The film was re-issued on April 20, 1928.

==Plot==
Turner Stacy is a wild young moonshiner known as "Bearcat" living in the Cumberland Mountains of Kentucky. Bearcat falls head over heels for Blossom Fulkerson, a minister's daughter, whom he promises he will give up drinking. Bearcat's father gets arrested by revenue agents for running an illegal still and is sent to jail. Bearcat flees to Virginia for awhile to avoid having to testify against his father. When Bearcat returns home, he finds Blossom is engaged to Jerry Henderson, a young man who works for the railroad, and Bearcat develops an instant hatred for him.

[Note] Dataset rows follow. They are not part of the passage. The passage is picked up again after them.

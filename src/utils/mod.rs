//! Shared helpers.

pub mod validation;
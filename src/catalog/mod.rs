//! Contig catalog: the reference sequences variants are placed on.
//!
//! The catalog is an ordered list of contig names and lengths. Order matters:
//! a contig's index is its rank in canonical sort order, so records on `chr2`
//! sort before records on `chr10`.
//!
//! ## Built-in Catalog
//!
//! [`ContigCatalog::human`] covers the GRCh38 primary chromosomes with UCSC
//! names: `chr1`-`chr22`, `chrX`, `chrY`.
//!
//! ## Custom Catalogs
//!
//! Custom catalogs can be created by exporting and modifying the built-in one:
//!
//! ```rust,no_run
//! use varsynth::ContigCatalog;
//! use std::path::Path;
//!
//! // Export to JSON
//! let json = ContigCatalog::human().to_json().unwrap();
//!
//! // Load from custom file
//! let custom = ContigCatalog::load_from_file(Path::new("my_contigs.json")).unwrap();
//! ```

pub mod human;
pub mod store;

pub use store::{CatalogError, ContigCatalog};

A group of mountain men led by the brutish Kindard Powers attacks Jerry Henderson, mistaking him for a revenue officer. Henderson escapes them by hiding overnight in Blossom's house, which compromises the young lady's reputation in the town. Henderson is rescued by Bearcat after Powers and his men attack him a second time, but this time Henderson is fatally injured.

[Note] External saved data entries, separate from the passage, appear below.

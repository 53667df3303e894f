//! VCF serialization.
//!
//! [`VcfWriter`] renders a [`Header`](crate::Header) and records as VCF text to
//! any [`std::io::Write`] sink. [`write_vcf_file`] wraps it for files: output goes
//! to a temporary file next to the destination and is renamed into place only
//! once fully written, so a failed run never leaves a truncated VCF behind.
//! Destinations ending in `.gz` are gzip-compressed.
//!
//! ## Output Layout
//!
//! ```text
//! ##fileformat=VCFv4.2
//! ##source=varsynth
//! ##contig=<ID=chr1,length=248956422>
//! ...
//! ##INFO=<ID=DP,Number=1,Type=Integer,Description="Total Depth">
//! ##FORMAT=<ID=GT,Number=1,Type=String,Description="Genotype">
//! #CHROM  POS       ID  REF  ALT  QUAL  FILTER  INFO   FORMAT  SAMPLE1
//! chr1    1234567   .   A    G    .     .       DP=42  GT      0/1
//! ```

pub mod writer;

pub use writer::{is_gzip_path, write_vcf, write_vcf_file, VcfWriter, WriteError};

Bearcat forces Henderson to marry Blossom from his death bed in order to preserve her honor, but Henderson dies soon after the ceremony. Now Bearcat wants to get rid of Kindard Powers once and for all. After Bearcat's father is released from prison, Bearcat attacks and kills Powers in a fight, burns down the saloon, and the Ku Klux Klan disbands. Blossom talks of leaving town to become a schoolteacher, but she changes her mind and marries Bearcat in the end.

==Cast==
- Bernard J. Durning as Turner "Bearcat" Stacy
- Lon Chaney as Kindard Powers
- Vangie Valentine as Blossom Fulkerson
- Millard K. Wilson as Jerry Henderson (credited as M. K. Wilson)
- Winter Hall as Lone Stacy (Bearcat's father)
- Walt Whitman as Joel Fulkerson (Blossom's father)
- Ed Brady as Rattler Webb

==Reception==
"The picture cost $71,642.17 to make, and even the 17 cents shows on the screen." ---Wid's Daily

"Apart from the smashing exploitation possibilities on the title of this picture the production affords most excellent entertainment...This is a well directed picture interpreted by a cast of very good types. Suspense and fast action with love and pathos are combined and it will undoubtedly register heavily with the majority and completely satisfy the minority also." --- Motion Picture News.

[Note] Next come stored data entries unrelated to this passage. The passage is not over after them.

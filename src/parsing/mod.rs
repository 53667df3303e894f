//! Readers for VCF files produced by this crate.
//!
//! - **VCF**: header via noodles, data lines into [`Variant`](crate::Variant)s
//!
//! ## Example
//!
//! ```rust,no_run
//! use varsynth::parsing::vcf::parse_vcf_file;
//! use std::path::Path;
//!
//! let parsed = parse_vcf_file(Path::new("synthetic.vcf")).unwrap();
//! println!("{} records on {} contigs", parsed.records.len(), parsed.contigs.len());
//! ```

pub mod vcf;
//! GRCh38 primary assembly chromosomes, UCSC naming.

/// Autosomes chr1-chr22 followed by chrX and chrY; order is canonical sort order
pub const GRCH38_PRIMARY: [(&str, u64); 24] = [
    ("chr1", 248_956_422),
    ("chr2", 242_193_529),
    ("chr3", 198_295_559),
    ("chr4", 190_214_555),
    ("chr5", 181_538_259),
    ("chr6", 170_805_979),
    ("chr7", 159_345_973),
    ("chr8", 145_138_636),
    ("chr9", 138_394_717),
    ("chr10", 133_797_422),
    ("chr11", 135_086_622),
    ("chr12", 133_275_309),
    ("chr13", 114_364_328),
    ("chr14", 107_043_718),
    ("chr15", 101_991_189),
    ("chr16", 90_338_345),
    ("chr17", 83_257_441),
    ("chr18", 80_373_285),
    ("chr19", 58_617_616),
    ("chr20", 64_444_167),
    ("chr21", 46_709_983),
    ("chr22", 50_818_468),
    ("chrX", 156_040_895),
    ("chrY", 57_227_415),
];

"The production is replete with the atmosphere of the southern mountains, and presents interesting types of men...impersonated by a competent cast. ---Moving Picture World

"Besides being remarkably well directed, produced and acted, this is a picture with a big red-blooded theme...Walt Whitman, Ed Brady and Lon Chaney portray difficult character parts with remarkable art. ---Exhibitors Trade Review

==Preservation==
It was considered to be a lost film until a print was donated to the American Film Institute from the private collection of projectionist Bill Buffum in 1996. (Another print with Dutch intertitles is said to be stored at the Netherlands Film Museum in Amsterdam minus a few titles in the first reel.)

Oddly enough, legendary silent film collector John Hampton also claimed to once own a nitrate print that was destroyed when his basement flooded.

It was believed that existing prints are that of 1928 re-issue.